For instance, there wasn’t just one pen on the table. There was a whole pouch of pens. In various shades. Rulers, and highlighters placed next to the pouch for easy access. Notebooks were accounted for, but where mine was a simple ruled, no-frills notebook, everyone else had fancy notebooks with binder holes and perforated pages.
Note-taking itself consisted of more than just taking notes. Highlighting, underlining, rotating colors, blocking out with the rulers… for a country that isn’t supposed to be very organized I was impressed. This must be where the root of their love of paperwork lies.
But after a week of classes, I’m beginning to see some sense in it. And I felt very inadequate with my one simple notebook and plain black ink.
The classes are delivered with bullet speed. Syllabus? Hah! Books for further study? Well, there are some recommendations given, but nothing is required. Instead you sit, you listen, if you’re lucky there’s an accompanying PowerPoint presentation. And you ask questions that normally send the professor off onto a tangent about their own experience in the field.
But the strangest thing is the schedule. Perhaps it’s my unique program which crams about 20 classes into 6 months. In ten days, I’ve already completed marketing. Looking at the schedule in the coming weeks, there are some where I have a class twice a week for three hours at a stretch and other weeks where I have the same class once for 90 minutes. Rooms, times and days are always changing. New classes are added to replace others. It feels all a bit haphazard and now I begin to understand why my fellow students appear so minutely organized in their note keeping.
So I went native.
I shopped for new school supplies and piled those, my current notes, and my current research on my desk to prepare for study.
Only – where am I supposed to study?
An hour later, my desk looked like this:
Imagine someone sitting in that chair.
Seven hours later (no joke) I had organized notes, just like the ones I saw my fellow students taking in class.

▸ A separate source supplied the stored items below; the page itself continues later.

//! SQL rendering of query plans.
//!
//! Different databases quote identifiers and literals slightly differently.
//! [`Dialect`] captures those differences; [`QueryPlan::to_sql`] renders a
//! plan as a single `SELECT ... UNION ... ORDER BY` statement.
//!
//! [`QueryPlan::to_sql`]: crate::compiler::QueryPlan::to_sql

mod generic;
mod render;

pub use generic::GenericDialect;

/// Trait for SQL dialect-specific behavior.
pub trait Dialect {
    /// Returns the name of the dialect.
    fn name(&self) -> &'static str;

    /// Returns the identifier quote character.
    fn identifier_quote(&self) -> char {
        '"'
    }

    /// Returns the string literal quote character.
    fn string_quote(&self) -> char {
        '\''
    }

    /// Quotes an identifier, doubling any embedded quote character.
    fn quote_identifier(&self, name: &str) -> String {
        let quote = self.identifier_quote();
        let escaped = name.replace(quote, &format!("{quote}{quote}"));
        format!("{quote}{escaped}{quote}")
    }

    /// Quotes a string literal, doubling any embedded quote character.
    fn quote_literal(&self, value: &str) -> String {
        let quote = self.string_quote();
        let escaped = value.replace(quote, &format!("{quote}{quote}"));
        format!("{quote}{escaped}{quote}")
    }
}
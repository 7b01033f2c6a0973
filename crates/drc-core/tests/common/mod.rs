#![allow(dead_code)]

use drc_core::{compile, parse_formula, Bindings, CompileError, Formula, ParseError, QueryPlan, Schema};

pub fn parse(query: &str) -> Formula {
    parse_formula(query).unwrap_or_else(|e| panic!("Failed to parse: {query}\nError: {e}"))
}

pub fn parse_err(query: &str) -> ParseError {
    parse_formula(query).expect_err(&format!("Expected parse error for: {query}"))
}

/// Schema of the university example.
pub fn university() -> Schema {
    Schema::new()
        .with_relation("student", &["S", "SD"])
        .with_relation("immatriculated", &["S", "Y"])
        .with_relation("lecture", &["L", "LD"])
        .with_relation("registered", &["S", "L"])
}

pub fn names(items: &[&str]) -> Vec<String> {
    items.iter().map(|s| String::from(*s)).collect()
}

pub fn bindings(pairs: &[(&str, &str)]) -> Bindings {
    pairs
        .iter()
        .map(|(k, v)| (String::from(*k), String::from(*v)))
        .collect()
}

pub fn plan(query: &str, wants: &[&str], bound: &[(&str, &str)]) -> QueryPlan {
    compile(&university(), &names(wants), &parse(query), &bindings(bound))
        .unwrap_or_else(|e| panic!("Failed to compile: {query}\nError: {e}"))
}

pub fn plan_err(query: &str, wants: &[&str], bound: &[(&str, &str)]) -> CompileError {
    compile(&university(), &names(wants), &parse(query), &bindings(bound))
        .expect_err(&format!("Expected compile error for: {query}"))
}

With the plus that in the process I reviewed and reread all my notes and therefore, actually studied.
What was the point of all this?
Oh yeah, I’m going native.
There’s more to it than organization. I’m starting to look at meals with the belly of a French gastronome. Wine through the nose of an oenologue (and we only did the whites). Restaurants from the eyes of a consultant. Produce from the hands of the producers both past and present. And it’s changing the way I do things.
That and I heard my voice on my recorder next to a professor’s. I knew my accent was thick, but I had to cringe at just how thick. It’s time to give up the American and become une française.
Sort of, because I can’t give up my pile of vegetables which never diminishes in size. They’re coming along for the ride.
*= I'm fed up.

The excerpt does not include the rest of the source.